= Problem =
Starting with the first line below, reproduce each line exactly until you have included the one bearing "derive serde directly.".

= Records to process =

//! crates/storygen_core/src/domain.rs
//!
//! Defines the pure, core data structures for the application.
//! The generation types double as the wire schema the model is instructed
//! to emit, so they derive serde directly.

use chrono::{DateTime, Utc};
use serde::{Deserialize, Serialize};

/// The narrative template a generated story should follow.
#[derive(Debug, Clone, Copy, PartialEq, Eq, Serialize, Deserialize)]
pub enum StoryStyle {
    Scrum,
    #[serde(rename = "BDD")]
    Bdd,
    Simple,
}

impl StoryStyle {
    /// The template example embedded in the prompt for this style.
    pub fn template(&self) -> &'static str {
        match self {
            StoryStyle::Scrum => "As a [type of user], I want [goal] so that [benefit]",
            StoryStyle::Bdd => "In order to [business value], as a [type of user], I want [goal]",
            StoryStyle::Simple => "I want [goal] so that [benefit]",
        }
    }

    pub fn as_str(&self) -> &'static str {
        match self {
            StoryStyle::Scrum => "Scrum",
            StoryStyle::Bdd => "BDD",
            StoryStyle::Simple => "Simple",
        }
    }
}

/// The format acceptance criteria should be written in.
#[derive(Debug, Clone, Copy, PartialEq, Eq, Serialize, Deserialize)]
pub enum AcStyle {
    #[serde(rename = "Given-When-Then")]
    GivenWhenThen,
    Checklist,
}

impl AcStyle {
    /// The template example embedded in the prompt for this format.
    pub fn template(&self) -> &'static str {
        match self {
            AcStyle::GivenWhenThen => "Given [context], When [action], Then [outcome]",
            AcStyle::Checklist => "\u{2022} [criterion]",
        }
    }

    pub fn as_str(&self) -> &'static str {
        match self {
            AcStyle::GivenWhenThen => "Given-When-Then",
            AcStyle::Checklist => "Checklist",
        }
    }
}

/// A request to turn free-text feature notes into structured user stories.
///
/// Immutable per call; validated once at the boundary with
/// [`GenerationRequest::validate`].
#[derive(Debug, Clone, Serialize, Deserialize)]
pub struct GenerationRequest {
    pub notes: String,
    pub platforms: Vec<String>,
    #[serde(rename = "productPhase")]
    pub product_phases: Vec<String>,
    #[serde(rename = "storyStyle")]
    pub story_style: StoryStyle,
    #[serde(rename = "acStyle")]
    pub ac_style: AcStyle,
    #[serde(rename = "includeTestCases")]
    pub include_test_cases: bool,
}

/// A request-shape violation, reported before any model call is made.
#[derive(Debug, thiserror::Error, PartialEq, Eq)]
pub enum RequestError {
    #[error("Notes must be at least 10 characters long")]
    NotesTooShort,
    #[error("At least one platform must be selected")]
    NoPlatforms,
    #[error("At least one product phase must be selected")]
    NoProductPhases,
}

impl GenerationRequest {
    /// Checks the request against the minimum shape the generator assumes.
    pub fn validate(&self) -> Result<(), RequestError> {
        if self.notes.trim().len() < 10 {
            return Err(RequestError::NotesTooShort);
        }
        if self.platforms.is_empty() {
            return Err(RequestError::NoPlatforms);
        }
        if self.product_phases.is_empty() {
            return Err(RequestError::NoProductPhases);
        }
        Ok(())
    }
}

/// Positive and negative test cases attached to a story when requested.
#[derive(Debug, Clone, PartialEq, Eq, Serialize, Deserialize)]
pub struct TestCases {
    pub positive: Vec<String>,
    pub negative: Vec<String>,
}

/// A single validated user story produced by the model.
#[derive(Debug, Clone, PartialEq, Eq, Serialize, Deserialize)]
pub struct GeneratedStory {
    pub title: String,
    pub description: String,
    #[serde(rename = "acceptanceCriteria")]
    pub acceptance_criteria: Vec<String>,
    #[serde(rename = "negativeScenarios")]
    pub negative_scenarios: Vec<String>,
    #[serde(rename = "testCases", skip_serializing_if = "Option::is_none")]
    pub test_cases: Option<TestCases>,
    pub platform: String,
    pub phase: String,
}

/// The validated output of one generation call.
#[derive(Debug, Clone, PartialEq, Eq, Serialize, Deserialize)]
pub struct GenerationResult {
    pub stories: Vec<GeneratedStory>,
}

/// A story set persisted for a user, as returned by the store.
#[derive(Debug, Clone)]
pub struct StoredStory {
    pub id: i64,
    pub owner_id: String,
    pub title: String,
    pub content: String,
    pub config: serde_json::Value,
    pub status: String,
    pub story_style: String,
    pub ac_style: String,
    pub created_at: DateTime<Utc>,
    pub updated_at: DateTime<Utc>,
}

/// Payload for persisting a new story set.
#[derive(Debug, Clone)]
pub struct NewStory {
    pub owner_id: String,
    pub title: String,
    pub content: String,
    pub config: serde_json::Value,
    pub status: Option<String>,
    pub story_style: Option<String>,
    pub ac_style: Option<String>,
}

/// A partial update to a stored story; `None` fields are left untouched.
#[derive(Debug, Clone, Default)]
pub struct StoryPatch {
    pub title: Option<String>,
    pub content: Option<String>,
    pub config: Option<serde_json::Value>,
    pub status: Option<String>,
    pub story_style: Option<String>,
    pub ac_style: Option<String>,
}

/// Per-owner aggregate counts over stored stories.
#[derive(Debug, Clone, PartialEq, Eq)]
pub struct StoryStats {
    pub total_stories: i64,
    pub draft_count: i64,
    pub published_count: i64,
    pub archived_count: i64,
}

= Output of the task =
//! crates/storygen_core/src/domain.rs
//!
//! Defines the pure, core data structures for the application.
//! The generation types double as the wire schema the model is instructed
//! to emit, so they derive serde directly.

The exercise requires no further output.